§ **EXERCISE DETAILS**: The lines to return are those below that contain the word "answering".

§ **MATERIAL FOR THIS EXERCISE**:
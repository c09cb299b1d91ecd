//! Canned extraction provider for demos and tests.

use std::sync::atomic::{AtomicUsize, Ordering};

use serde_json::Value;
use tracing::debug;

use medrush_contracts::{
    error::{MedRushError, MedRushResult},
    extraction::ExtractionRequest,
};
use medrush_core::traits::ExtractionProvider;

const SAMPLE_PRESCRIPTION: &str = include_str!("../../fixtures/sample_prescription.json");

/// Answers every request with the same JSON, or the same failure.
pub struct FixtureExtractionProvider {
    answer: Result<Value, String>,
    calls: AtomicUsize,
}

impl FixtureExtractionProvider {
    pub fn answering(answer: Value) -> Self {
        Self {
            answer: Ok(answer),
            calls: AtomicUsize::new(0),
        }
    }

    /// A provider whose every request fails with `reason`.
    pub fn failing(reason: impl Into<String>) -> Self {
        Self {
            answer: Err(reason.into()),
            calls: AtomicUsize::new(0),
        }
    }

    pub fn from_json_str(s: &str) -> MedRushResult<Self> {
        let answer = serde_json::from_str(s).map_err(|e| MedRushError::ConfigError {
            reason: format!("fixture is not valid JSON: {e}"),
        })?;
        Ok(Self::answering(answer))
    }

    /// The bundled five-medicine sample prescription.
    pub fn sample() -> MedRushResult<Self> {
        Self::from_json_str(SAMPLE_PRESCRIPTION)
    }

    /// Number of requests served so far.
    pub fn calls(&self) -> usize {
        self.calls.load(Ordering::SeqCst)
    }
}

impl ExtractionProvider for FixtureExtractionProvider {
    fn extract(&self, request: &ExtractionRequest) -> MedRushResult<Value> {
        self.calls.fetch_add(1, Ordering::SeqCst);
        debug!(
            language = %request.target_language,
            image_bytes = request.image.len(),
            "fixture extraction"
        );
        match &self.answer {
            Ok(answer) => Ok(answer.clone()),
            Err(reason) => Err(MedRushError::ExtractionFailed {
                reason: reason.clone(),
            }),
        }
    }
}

§ **FINAL ANSWER**:
    pub fn answering(answer: Value) -> Self {
        Ok(Self::answering(answer))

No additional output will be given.